# [To do]
Please copy out the listing below in full and exactly.

*** Records supplied ***

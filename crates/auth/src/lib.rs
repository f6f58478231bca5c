//! Identity and permission checks the cursor and updater pipeline consult
//! before touching a point.
//!
//! The transport layer authenticates the caller and hands the core an
//! [`Identity`]; everything downstream of that -- per-point and per-store
//! ACLs -- is this crate's concern. The core only assumes a
//! request/response boundary with an authenticated identity.

use std::collections::HashMap;

use parking_lot::RwLock;
use pvs_errors::ErrorMetadata;
use pvs_value::PointUuid;

bitflags::bitflags! {
    /// The actions a permission check can be made for. `Process`/`Inject`
    /// correspond to the updater's action computation:
    /// `Process` when the point has input relations, `Inject` for values
    /// with no known point.
    #[derive(Clone, Copy, Debug, Eq, PartialEq)]
    pub struct Permission: u8 {
        const READ    = 0b0000_0001;
        const WRITE   = 0b0000_0010;
        const DELETE  = 0b0000_0100;
        const PROCESS = 0b0000_1000;
        const INJECT  = 0b0001_0000;
    }
}

/// The caller identity threaded through every store operation. `anonymous`
/// is used by tests and by `impersonate(None)`.
#[derive(Clone, Debug, Eq, PartialEq, Hash)]
pub struct Identity {
    user: String,
}

impl Identity {
    pub fn new(user: impl Into<String>) -> Self {
        Self { user: user.into() }
    }

    pub fn anonymous() -> Self {
        Self::new("")
    }

    pub fn is_anonymous(&self) -> bool {
        self.user.is_empty()
    }

    pub fn user(&self) -> &str {
        &self.user
    }
}

/// Per-point and store-wide ACLs, plus the checks the cursor/updater make
/// against them.
///
/// If a query names a point and the point has permissions configured,
/// the check requires READ for the identity -- a point absent from the
/// ACL table is unrestricted (an unconfigured point imposes no check).
pub trait Authorizer: Send + Sync {
    fn check_point(
        &self,
        identity: &Identity,
        point_uuid: PointUuid,
        required: Permission,
    ) -> anyhow::Result<()>;

    fn check_store(&self, identity: &Identity, required: Permission) -> anyhow::Result<()>;
}

#[derive(Default)]
struct Acl {
    /// identity -> granted permissions. Absence of the point/store key
    /// entirely in the outer map means "unrestricted".
    grants: HashMap<String, Permission>,
}

impl Acl {
    fn check(&self, identity: &Identity, required: Permission) -> bool {
        self.grants
            .get(identity.user())
            .is_some_and(|granted| granted.contains(required))
    }
}

/// The default in-process authorizer: an explicit grant table per point and
/// one for the store as a whole, mutable at runtime (e.g. from a metadata
/// reload).
pub struct InMemoryAuthorizer {
    point_acls: RwLock<HashMap<PointUuid, Acl>>,
    store_acl: RwLock<Option<Acl>>,
}

impl Default for InMemoryAuthorizer {
    fn default() -> Self {
        Self::new()
    }
}

impl InMemoryAuthorizer {
    pub fn new() -> Self {
        Self {
            point_acls: RwLock::new(HashMap::new()),
            store_acl: RwLock::new(None),
        }
    }

    pub fn grant_point(&self, point_uuid: PointUuid, identity: &Identity, permission: Permission) {
        let mut acls = self.point_acls.write();
        let acl = acls.entry(point_uuid).or_default();
        *acl.grants.entry(identity.user().to_string()).or_insert(Permission::empty()) |=
            permission;
    }

    pub fn grant_store(&self, identity: &Identity, permission: Permission) {
        let mut acl = self.store_acl.write();
        let acl = acl.get_or_insert_with(Acl::default);
        *acl.grants.entry(identity.user().to_string()).or_insert(Permission::empty()) |=
            permission;
    }

    pub fn clear(&self) {
        self.point_acls.write().clear();
        *self.store_acl.write() = None;
    }
}

impl Authorizer for InMemoryAuthorizer {
    fn check_point(
        &self,
        identity: &Identity,
        point_uuid: PointUuid,
        required: Permission,
    ) -> anyhow::Result<()> {
        let acls = self.point_acls.read();
        match acls.get(&point_uuid.undeleted()) {
            None => Ok(()),
            Some(acl) if acl.check(identity, required) => Ok(()),
            Some(_) => Err(ErrorMetadata::unauthorized(format!(
                "{:?} lacks {required:?} on point {point_uuid}"
            ))
            .into()),
        }
    }

    fn check_store(&self, identity: &Identity, required: Permission) -> anyhow::Result<()> {
        let acl = self.store_acl.read();
        match acl.as_ref() {
            None => Ok(()),
            Some(acl) if acl.check(identity, required) => Ok(()),
            Some(_) => Err(ErrorMetadata::unauthorized(format!(
                "{:?} lacks {required:?} on the store"
            ))
            .into()),
        }
    }
}

#[cfg(test)]
mod tests {
    use pvs_errors::{ErrorKind, ErrorMetadataAnyhowExt};

    use super::*;

    #[test]
    fn unconfigured_point_is_unrestricted() {
        let auth = InMemoryAuthorizer::new();
        let alice = Identity::new("alice");
        assert!(auth
            .check_point(&alice, PointUuid::new_v4(), Permission::READ)
            .is_ok());
    }

    #[test]
    fn configured_point_requires_the_grant() {
        let auth = InMemoryAuthorizer::new();
        let alice = Identity::new("alice");
        let bob = Identity::new("bob");
        let p = PointUuid::new_v4();
        auth.grant_point(p, &alice, Permission::READ);

        assert!(auth.check_point(&alice, p, Permission::READ).is_ok());
        let err = auth.check_point(&bob, p, Permission::READ).unwrap_err();
        assert_eq!(err.error_kind(), Some(ErrorKind::Unauthorized));
    }

    #[test]
    fn grant_does_not_imply_other_permissions() {
        let auth = InMemoryAuthorizer::new();
        let alice = Identity::new("alice");
        let p = PointUuid::new_v4();
        auth.grant_point(p, &alice, Permission::READ);
        assert!(auth.check_point(&alice, p, Permission::WRITE).is_err());
    }

    #[test]
    fn store_acl_gates_store_wide_operations() {
        let auth = InMemoryAuthorizer::new();
        let alice = Identity::new("alice");
        auth.grant_store(&alice, Permission::DELETE);
        assert!(auth.check_store(&alice, Permission::DELETE).is_ok());
        assert!(auth.check_store(&Identity::new("bob"), Permission::DELETE).is_err());
    }
}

***

# [Answer for this exercise]
filename crates/auth/src/lib.rs
repository f6f58478231bca5c
//! Identity and permission checks the cursor and updater pipeline consult
//! before touching a point.
//!
//! The transport layer authenticates the caller and hands the core an
//! [`Identity`]; everything downstream of that -- per-point and per-store
//! ACLs -- is this crate's concern. The core only assumes a
//! request/response boundary with an authenticated identity.

use std::collections::HashMap;

use parking_lot::RwLock;
use pvs_errors::ErrorMetadata;
use pvs_value::PointUuid;

bitflags::bitflags! {
    /// The actions a permission check can be made for. `Process`/`Inject`
    /// correspond to the updater's action computation:
    /// `Process` when the point has input relations, `Inject` for values
    /// with no known point.
    #[derive(Clone, Copy, Debug, Eq, PartialEq)]
    pub struct Permission: u8 {
        const READ    = 0b0000_0001;
        const WRITE   = 0b0000_0010;
        const DELETE  = 0b0000_0100;
        const PROCESS = 0b0000_1000;
        const INJECT  = 0b0001_0000;
    }
}

/// The caller identity threaded through every store operation. `anonymous`
/// is used by tests and by `impersonate(None)`.
#[derive(Clone, Debug, Eq, PartialEq, Hash)]
pub struct Identity {
    user: String,
}

impl Identity {
    pub fn new(user: impl Into<String>) -> Self {
        Self { user: user.into() }
    }

    pub fn anonymous() -> Self {
        Self::new("")
    }

    pub fn is_anonymous(&self) -> bool {
        self.user.is_empty()
    }

    pub fn user(&self) -> &str {
        &self.user
    }
}

/// Per-point and store-wide ACLs, plus the checks the cursor/updater make
/// against them.
///
/// If a query names a point and the point has permissions configured,
/// the check requires READ for the identity -- a point absent from the
/// ACL table is unrestricted (an unconfigured point imposes no check).
pub trait Authorizer: Send + Sync {
    fn check_point(
        &self,
        identity: &Identity,
        point_uuid: PointUuid,
        required: Permission,
    ) -> anyhow::Result<()>;

    fn check_store(&self, identity: &Identity, required: Permission) -> anyhow::Result<()>;
}

#[derive(Default)]
struct Acl {
    /// identity -> granted permissions. Absence of the point/store key
    /// entirely in the outer map means "unrestricted".
    grants: HashMap<String, Permission>,
}

impl Acl {
    fn check(&self, identity: &Identity, required: Permission) -> bool {
        self.grants
            .get(identity.user())
            .is_some_and(|granted| granted.contains(required))
    }
}

/// The default in-process authorizer: an explicit grant table per point and
/// one for the store as a whole, mutable at runtime (e.g. from a metadata
/// reload).
pub struct InMemoryAuthorizer {
    point_acls: RwLock<HashMap<PointUuid, Acl>>,
    store_acl: RwLock<Option<Acl>>,
}

impl Default for InMemoryAuthorizer {
    fn default() -> Self {
        Self::new()
    }
}

impl InMemoryAuthorizer {
    pub fn new() -> Self {
        Self {
            point_acls: RwLock::new(HashMap::new()),
            store_acl: RwLock::new(None),
        }
    }

    pub fn grant_point(&self, point_uuid: PointUuid, identity: &Identity, permission: Permission) {
        let mut acls = self.point_acls.write();
        let acl = acls.entry(point_uuid).or_default();
        *acl.grants.entry(identity.user().to_string()).or_insert(Permission::empty()) |=
            permission;
    }

    pub fn grant_store(&self, identity: &Identity, permission: Permission) {
        let mut acl = self.store_acl.write();
        let acl = acl.get_or_insert_with(Acl::default);
        *acl.grants.entry(identity.user().to_string()).or_insert(Permission::empty()) |=
            permission;
    }

    pub fn clear(&self) {
        self.point_acls.write().clear();
        *self.store_acl.write() = None;
    }
}

impl Authorizer for InMemoryAuthorizer {
    fn check_point(
        &self,
        identity: &Identity,
        point_uuid: PointUuid,
        required: Permission,
    ) -> anyhow::Result<()> {
        let acls = self.point_acls.read();
        match acls.get(&point_uuid.undeleted()) {
            None => Ok(()),
            Some(acl) if acl.check(identity, required) => Ok(()),
            Some(_) => Err(ErrorMetadata::unauthorized(format!(
                "{:?} lacks {required:?} on point {point_uuid}"
            ))
            .into()),
        }
    }

    fn check_store(&self, identity: &Identity, required: Permission) -> anyhow::Result<()> {
        let acl = self.store_acl.read();
        match acl.as_ref() {
            None => Ok(()),
            Some(acl) if acl.check(identity, required) => Ok(()),
            Some(_) => Err(ErrorMetadata::unauthorized(format!(
                "{:?} lacks {required:?} on the store"
            ))
            .into()),
        }
    }
}

#[cfg(test)]
mod tests {
    use pvs_errors::{ErrorKind, ErrorMetadataAnyhowExt};

    use super::*;

    #[test]
    fn unconfigured_point_is_unrestricted() {
        let auth = InMemoryAuthorizer::new();
        let alice = Identity::new("alice");
        assert!(auth
            .check_point(&alice, PointUuid::new_v4(), Permission::READ)
            .is_ok());
    }

    #[test]
    fn configured_point_requires_the_grant() {
        let auth = InMemoryAuthorizer::new();
        let alice = Identity::new("alice");
        let bob = Identity::new("bob");
        let p = PointUuid::new_v4();
        auth.grant_point(p, &alice, Permission::READ);

        assert!(auth.check_point(&alice, p, Permission::READ).is_ok());
        let err = auth.check_point(&bob, p, Permission::READ).unwrap_err();
        assert_eq!(err.error_kind(), Some(ErrorKind::Unauthorized));
    }

    #[test]
    fn grant_does_not_imply_other_permissions() {
        let auth = InMemoryAuthorizer::new();
        let alice = Identity::new("alice");
        let p = PointUuid::new_v4();
        auth.grant_point(p, &alice, Permission::READ);
        assert!(auth.check_point(&alice, p, Permission::WRITE).is_err());
    }

    #[test]
    fn store_acl_gates_store_wide_operations() {
        let auth = InMemoryAuthorizer::new();
        let alice = Identity::new("alice");
        auth.grant_store(&alice, Permission::DELETE);
        assert!(auth.check_store(&alice, Permission::DELETE).is_ok());
        assert!(auth.check_store(&Identity::new("bob"), Permission::DELETE).is_err());
    }
}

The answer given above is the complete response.